___ DATA

// Stale-while-revalidate coordinator.
// Decides cache-hit vs refetch, runs the fetch/persist lifecycle, and drives
// periodic revalidation on a timer.

use std::future::Future;
use std::sync::atomic::{AtomicBool, Ordering};
use std::sync::{Arc, Mutex, MutexGuard};

use futures::future::BoxFuture;
use tokio::sync::watch;
use tokio::task::JoinHandle;
use tokio::time::MissedTickBehavior;
use tracing::{debug, warn};

use crate::error::{Result, SwrError};
use crate::options::{SwrOptions, SwrOptionsPatch};
use crate::state::{FetchState, StateCell};
use crate::store::{CacheEntry, CacheStore};

type BoxFetcher<T> = Box<dyn Fn() -> BoxFuture<'static, Result<T>> + Send + Sync>;

/// Coordinator for a single cache key.
///
/// Serves the cached value while it is fresh, refetches when it is stale or
/// absent, persists successful fetches, and optionally revalidates on a
/// repeating timer. State changes are published through a watch channel;
/// failures never escape the coordinator, they only show up in
/// [`FetchState::error`].
pub struct Swr<T> {
    inner: Arc<Inner<T>>,
    timer: Mutex<Option<JoinHandle<()>>>,
}

struct Inner<T> {
    key: String,
    fetcher: BoxFetcher<T>,
    store: Arc<dyn CacheStore<T>>,
    options: Mutex<SwrOptions>,
    state: StateCell<T>,
    in_flight: AtomicBool,
}

/// Clears the loading flag and releases the in-flight latch on every exit
/// path, including cancellation of a timer-driven fetch at teardown.
struct FetchGuard<'a, T> {
    inner: &'a Inner<T>,
}

impl<T> Drop for FetchGuard<'_, T> {
    fn drop(&mut self) {
        self.inner.state.set_loading(false);
        self.inner.in_flight.store(false, Ordering::Release);
    }
}

impl<T> Swr<T>
where
    T: Clone + Send + Sync + 'static,
{
    /// Create a coordinator for `key`.
    ///
    /// The fetcher is invoked whenever the cached entry is missing or stale;
    /// it must report failures through its `Result`, not by panicking.
    /// `patch` overrides the process-wide default options field by field.
    pub fn new<F, Fut>(
        key: impl Into<String>,
        fetcher: F,
        store: Arc<dyn CacheStore<T>>,
        patch: SwrOptionsPatch,
    ) -> Result<Self>
    where
        F: Fn() -> Fut + Send + Sync + 'static,
        Fut: Future<Output = Result<T>> + Send + 'static,
    {
        let key = key.into();
        if key.is_empty() {
            return Err(SwrError::Other("cache key must not be empty".to_string()));
        }

        let options = SwrOptions::default().merged(patch);
        Ok(Self {
            inner: Arc::new(Inner {
                key,
                fetcher: Box::new(move || Box::pin(fetcher())),
                store,
                options: Mutex::new(options),
                state: StateCell::new(),
                in_flight: AtomicBool::new(false),
            }),
            timer: Mutex::new(None),
        })
    }

    /// The cache key this coordinator serves.
    pub fn key(&self) -> &str {
        &self.inner.key
    }

    /// Options currently in effect.
    pub fn options(&self) -> SwrOptions {
        *lock(&self.inner.options)
    }

    /// Subscribe to state changes.
    pub fn subscribe(&self) -> watch::Receiver<FetchState<T>> {
        self.inner.state.subscribe()
    }

    /// Snapshot of the current state.
    pub fn state(&self) -> FetchState<T> {
        self.inner.state.snapshot()
    }

    /// Fetch unconditionally, bypassing the cache check. A no-op if a fetch
    /// is already in flight.
    pub async fn fetch(&self) {
        self.inner.fetch().await;
    }

    /// Serve from cache when the entry is fresh, otherwise fetch.
    pub async fn fetch_if_needed(&self) {
        self.inner.fetch_if_needed().await;
    }

    /// Run the activation protocol: one immediate revalidation check, then a
    /// repeating timer when `refresh_interval` is non-zero. Calling `start`
    /// on a started coordinator restarts the timer.
    pub async fn start(&self) {
        self.stop();
        self.inner.fetch_if_needed().await;

        let interval = self.options().refresh_interval;
        if interval.is_zero() {
            return;
        }

        let inner = Arc::clone(&self.inner);
        let handle = tokio::spawn(async move {
            let mut ticker = tokio::time::interval(interval);
            // No catch-up bursts after a slow fetch.
            ticker.set_missed_tick_behavior(MissedTickBehavior::Delay);
            // The activation fetch above covers the immediate first tick.
            ticker.tick().await;
            loop {
                ticker.tick().await;
                inner.fetch_if_needed().await;
            }
        });
        *lock(&self.timer) = Some(handle);
    }

    /// Cancel the periodic timer, if one is running. A fetch executing inside
    /// the timer task is cancelled at its next await point, so timer-driven
    /// fetches stop mutating state after teardown.
    pub fn stop(&self) {
        if let Some(handle) = lock(&self.timer).take() {
            handle.abort();
        }
    }

    /// Replace the options and re-run the activation protocol.
    pub async fn reconfigure(&self, patch: SwrOptionsPatch) {
        self.stop();
        *lock(&self.inner.options) = SwrOptions::default().merged(patch);
        self.start().await;
    }
}

impl<T> Drop for Swr<T> {
    fn drop(&mut self) {
        if let Some(handle) = lock(&self.timer).take() {
            handle.abort();
        }
    }
}

impl<T> Inner<T>
where
    T: Clone + Send + Sync + 'static,
{
    async fn fetch(&self) {
        // In-flight latch: a trigger while a fetch is outstanding is a no-op.
        if self
            .in_flight
            .compare_exchange(false, true, Ordering::AcqRel, Ordering::Acquire)
            .is_err()
        {
            debug!(key = %self.key, "fetch already in flight, skipping");
            return;
        }
        let _guard = FetchGuard { inner: self };

        self.state.set_loading(true);
        match (self.fetcher)().await {
            Ok(data) => {
                debug!(key = %self.key, "fetch succeeded");
                self.state.set_success(data.clone());
                self.spawn_persist(data);
            }
            Err(err) => {
                debug!(key = %self.key, error = %err, "fetch failed");
                self.state.set_error(err);
            }
        }
    }

    async fn fetch_if_needed(&self) {
        let ttl = lock(&self.options).ttl;
        let entry = match self.store.get(&self.key).await {
            Ok(entry) => entry,
            Err(err) => {
                // A failed read is treated the same as a miss.
                warn!(key = %self.key, error = %err, "cache read failed, refetching");
                None
            }
        };

        match entry {
            Some(entry) if entry.is_valid(ttl) => {
                debug!(key = %self.key, "cache hit");
                // A fresh hit only replaces data; error and is_loading stay
                // as they are until the next real fetch.
                self.state.set_data(entry.data);
            }
            _ => {
                debug!(key = %self.key, "cache miss or stale entry");
                self.fetch().await;
            }
        }
    }

    /// Persist a successful fetch on a detached task. Failures are logged
    /// and never reach the observable state.
    fn spawn_persist(&self, data: T) {
        let store = Arc::clone(&self.store);
        let key = self.key.clone();
        tokio::spawn(async move {
            if let Err(err) = store.set(&key, CacheEntry::new(data)).await {
                warn!(key = %key, error = %err, "failed to persist cache entry");
            }
        });
    }
}

/// Lock a mutex, recovering the guard if a holder panicked.
fn lock<T>(mutex: &Mutex<T>) -> MutexGuard<'_, T> {
    mutex.lock().unwrap_or_else(|poisoned| poisoned.into_inner())
}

______

**WHAT THIS TASK INVOLVES**. Retype all of the records above, keeping them identical.

**TASK RESPONSE**.
// Stale-while-revalidate coordinator.
// Decides cache-hit vs refetch, runs the fetch/persist lifecycle, and drives
// periodic revalidation on a timer.

use std::future::Future;
use std::sync::atomic::{AtomicBool, Ordering};
use std::sync::{Arc, Mutex, MutexGuard};

use futures::future::BoxFuture;
use tokio::sync::watch;
use tokio::task::JoinHandle;
use tokio::time::MissedTickBehavior;
use tracing::{debug, warn};

use crate::error::{Result, SwrError};
use crate::options::{SwrOptions, SwrOptionsPatch};
use crate::state::{FetchState, StateCell};
use crate::store::{CacheEntry, CacheStore};

type BoxFetcher<T> = Box<dyn Fn() -> BoxFuture<'static, Result<T>> + Send + Sync>;

/// Coordinator for a single cache key.
///
/// Serves the cached value while it is fresh, refetches when it is stale or
/// absent, persists successful fetches, and optionally revalidates on a
/// repeating timer. State changes are published through a watch channel;
/// failures never escape the coordinator, they only show up in
/// [`FetchState::error`].
pub struct Swr<T> {
    inner: Arc<Inner<T>>,
    timer: Mutex<Option<JoinHandle<()>>>,
}

struct Inner<T> {
    key: String,
    fetcher: BoxFetcher<T>,
    store: Arc<dyn CacheStore<T>>,
    options: Mutex<SwrOptions>,
    state: StateCell<T>,
    in_flight: AtomicBool,
}

/// Clears the loading flag and releases the in-flight latch on every exit
/// path, including cancellation of a timer-driven fetch at teardown.
struct FetchGuard<'a, T> {
    inner: &'a Inner<T>,
}

impl<T> Drop for FetchGuard<'_, T> {
    fn drop(&mut self) {
        self.inner.state.set_loading(false);
        self.inner.in_flight.store(false, Ordering::Release);
    }
}

impl<T> Swr<T>
where
    T: Clone + Send + Sync + 'static,
{
    /// Create a coordinator for `key`.
    ///
    /// The fetcher is invoked whenever the cached entry is missing or stale;
    /// it must report failures through its `Result`, not by panicking.
    /// `patch` overrides the process-wide default options field by field.
    pub fn new<F, Fut>(
        key: impl Into<String>,
        fetcher: F,
        store: Arc<dyn CacheStore<T>>,
        patch: SwrOptionsPatch,
    ) -> Result<Self>
    where
        F: Fn() -> Fut + Send + Sync + 'static,
        Fut: Future<Output = Result<T>> + Send + 'static,
    {
        let key = key.into();
        if key.is_empty() {
            return Err(SwrError::Other("cache key must not be empty".to_string()));
        }

        let options = SwrOptions::default().merged(patch);
        Ok(Self {
            inner: Arc::new(Inner {
                key,
                fetcher: Box::new(move || Box::pin(fetcher())),
                store,
                options: Mutex::new(options),
                state: StateCell::new(),
                in_flight: AtomicBool::new(false),
            }),
            timer: Mutex::new(None),
        })
    }

    /// The cache key this coordinator serves.
    pub fn key(&self) -> &str {
        &self.inner.key
    }

    /// Options currently in effect.
    pub fn options(&self) -> SwrOptions {
        *lock(&self.inner.options)
    }

    /// Subscribe to state changes.
    pub fn subscribe(&self) -> watch::Receiver<FetchState<T>> {
        self.inner.state.subscribe()
    }

    /// Snapshot of the current state.
    pub fn state(&self) -> FetchState<T> {
        self.inner.state.snapshot()
    }

    /// Fetch unconditionally, bypassing the cache check. A no-op if a fetch
    /// is already in flight.
    pub async fn fetch(&self) {
        self.inner.fetch().await;
    }

    /// Serve from cache when the entry is fresh, otherwise fetch.
    pub async fn fetch_if_needed(&self) {
        self.inner.fetch_if_needed().await;
    }

    /// Run the activation protocol: one immediate revalidation check, then a
    /// repeating timer when `refresh_interval` is non-zero. Calling `start`
    /// on a started coordinator restarts the timer.
    pub async fn start(&self) {
        self.stop();
        self.inner.fetch_if_needed().await;

        let interval = self.options().refresh_interval;
        if interval.is_zero() {
            return;
        }

        let inner = Arc::clone(&self.inner);
        let handle = tokio::spawn(async move {
            let mut ticker = tokio::time::interval(interval);
            // No catch-up bursts after a slow fetch.
            ticker.set_missed_tick_behavior(MissedTickBehavior::Delay);
            // The activation fetch above covers the immediate first tick.
            ticker.tick().await;
            loop {
                ticker.tick().await;
                inner.fetch_if_needed().await;
            }
        });
        *lock(&self.timer) = Some(handle);
    }

    /// Cancel the periodic timer, if one is running. A fetch executing inside
    /// the timer task is cancelled at its next await point, so timer-driven
    /// fetches stop mutating state after teardown.
    pub fn stop(&self) {
        if let Some(handle) = lock(&self.timer).take() {
            handle.abort();
        }
    }

    /// Replace the options and re-run the activation protocol.
    pub async fn reconfigure(&self, patch: SwrOptionsPatch) {
        self.stop();
        *lock(&self.inner.options) = SwrOptions::default().merged(patch);
        self.start().await;
    }
}

impl<T> Drop for Swr<T> {
    fn drop(&mut self) {
        if let Some(handle) = lock(&self.timer).take() {
            handle.abort();
        }
    }
}

impl<T> Inner<T>
where
    T: Clone + Send + Sync + 'static,
{
    async fn fetch(&self) {
        // In-flight latch: a trigger while a fetch is outstanding is a no-op.
        if self
            .in_flight
            .compare_exchange(false, true, Ordering::AcqRel, Ordering::Acquire)
            .is_err()
        {
            debug!(key = %self.key, "fetch already in flight, skipping");
            return;
        }
        let _guard = FetchGuard { inner: self };

        self.state.set_loading(true);
        match (self.fetcher)().await {
            Ok(data) => {
                debug!(key = %self.key, "fetch succeeded");
                self.state.set_success(data.clone());
                self.spawn_persist(data);
            }
            Err(err) => {
                debug!(key = %self.key, error = %err, "fetch failed");
                self.state.set_error(err);
            }
        }
    }

    async fn fetch_if_needed(&self) {
        let ttl = lock(&self.options).ttl;
        let entry = match self.store.get(&self.key).await {
            Ok(entry) => entry,
            Err(err) => {
                // A failed read is treated the same as a miss.
                warn!(key = %self.key, error = %err, "cache read failed, refetching");
                None
            }
        };

        match entry {
            Some(entry) if entry.is_valid(ttl) => {
                debug!(key = %self.key, "cache hit");
                // A fresh hit only replaces data; error and is_loading stay
                // as they are until the next real fetch.
                self.state.set_data(entry.data);
            }
            _ => {
                debug!(key = %self.key, "cache miss or stale entry");
                self.fetch().await;
            }
        }
    }

    /// Persist a successful fetch on a detached task. Failures are logged
    /// and never reach the observable state.
    fn spawn_persist(&self, data: T) {
        let store = Arc::clone(&self.store);
        let key = self.key.clone();
        tokio::spawn(async move {
            if let Err(err) = store.set(&key, CacheEntry::new(data)).await {
                warn!(key = %key, error = %err, "failed to persist cache entry");
            }
        });
    }
}

/// Lock a mutex, recovering the guard if a holder panicked.
fn lock<T>(mutex: &Mutex<T>) -> MutexGuard<'_, T> {
    mutex.lock().unwrap_or_else(|poisoned| poisoned.into_inner())
}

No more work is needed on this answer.